What about the cities that remain after they meet?
Oh yeah, so how do you do the classical problem of getting back to
your original destination?

Easy. Both travelers start from the same point, and otherwise
everything is the same.

Since they both seem to be using the same algorithm to select the
next (or "previous") city, why would they move to different cities
if they start at the same one? And even if they did, wouldn't they
move just one city each, and then right back to the start, ending
the algorithm after only visiting three cities?
And now you know how I got hated by mathematicians with my wild ideas
and extreme creativity.

I don't think mathematicians hate you. But you do often claim to have
a proof, as you do in this article, when you don't have one at all.
When people point that out, you call them liars.
 
J

JSH

...

Your algorithm looks rather more like a shortest path algorithm than a
traveling salesman algorithm. How do you ensure that *every* node is
visited in the solution?

Patricia

Yeah I forgot to put in a crucial condition--which I had in mind--
which is that the two travelers do not travel to, nor consider the
same node at the same time. So, for instance, if you had only three
nodes, with the travelers at nodes at either end and one node in the
middle, then you'd exit as neither traveler could move, and that may
be a typical exit state.

The other exit would be if each traveler is at their own node and no
other nodes are available, but then you have the full path anyway.
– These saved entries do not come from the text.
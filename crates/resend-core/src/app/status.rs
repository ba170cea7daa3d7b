//! Status - registry の現在の snapshot の要約

use std::collections::HashSet;

use chrono::{DateTime, Utc};
use serde::{Deserialize, Serialize};

use crate::domain::{RegistrySnapshot, SnapshotId};

#[derive(Debug, Clone, PartialEq, Eq, Serialize, Deserialize)]
pub struct RegistryStatus {
    pub snapshot_id: SnapshotId,
    pub taken_at: DateTime<Utc>,
    pub projects: usize,
    pub builds: usize,
    pub records: usize,
    pub modules: usize,
    pub refreshes: u64,
}

impl RegistryStatus {
    pub fn from_snapshot(snapshot: &RegistrySnapshot, refreshes: u64) -> Self {
        let aggregates = snapshot.aggregates();
        let modules: HashSet<&str> = aggregates
            .iter()
            .flat_map(|a| a.records())
            .map(|r| r.module.as_str())
            .collect();
        Self {
            snapshot_id: snapshot.id(),
            taken_at: snapshot.taken_at(),
            projects: aggregates.len(),
            builds: aggregates.iter().map(|a| a.builds().len()).sum(),
            records: aggregates.iter().map(|a| a.record_count()).sum(),
            modules: modules.len(),
            refreshes,
        }
    }
}
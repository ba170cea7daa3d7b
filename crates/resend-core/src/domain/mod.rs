//! Domain model (records, aggregates, snapshots, outcomes, errors).

pub mod aggregate;
pub mod config;
pub mod errors;
pub mod ids;
pub mod outcome;
pub mod record;
pub mod snapshot;

pub use aggregate::{BuildNotifications, ProjectAggregate};
pub use config::{Credentials, DeliveryConfig, PayloadFormat};
pub use errors::{ErrorKind, ResendError};
pub use ids::{ReplayId, SnapshotId};
pub use outcome::{AggregateOutcome, OutcomeKind, ReplayReport};
pub use record::{Build, PendingNotification, Project};
pub use snapshot::RegistrySnapshot;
Regardless of whether this idea solves the problem it's interesting to
consider the path that you'd get with the algorithm, which I'll
formalize better here:

Given two travelers T_1 and T_2 and m nodes N, where m is a natural
number, each traveler can be at a particular node, and each node has a
distance from every other node in the space. There is also a value
associated with the path from each node to another, which for
simplicity can be considered to be the time of travel from that node
to the other.

For instance, if it takes two hours to go from N_1 to N_2, then that
time is what's used in considered a traveler at N_1 considering going
to N_2.

Assume T_1 is at N_1 and T_2 is at N_m. For the first iteration T_1
considers moving to N_2, and then T_2 considers moving to each node in
turn EXCEPT N_1 or N_2 as it excludes the node that T_1 is already at,
and also excludes the one being considered.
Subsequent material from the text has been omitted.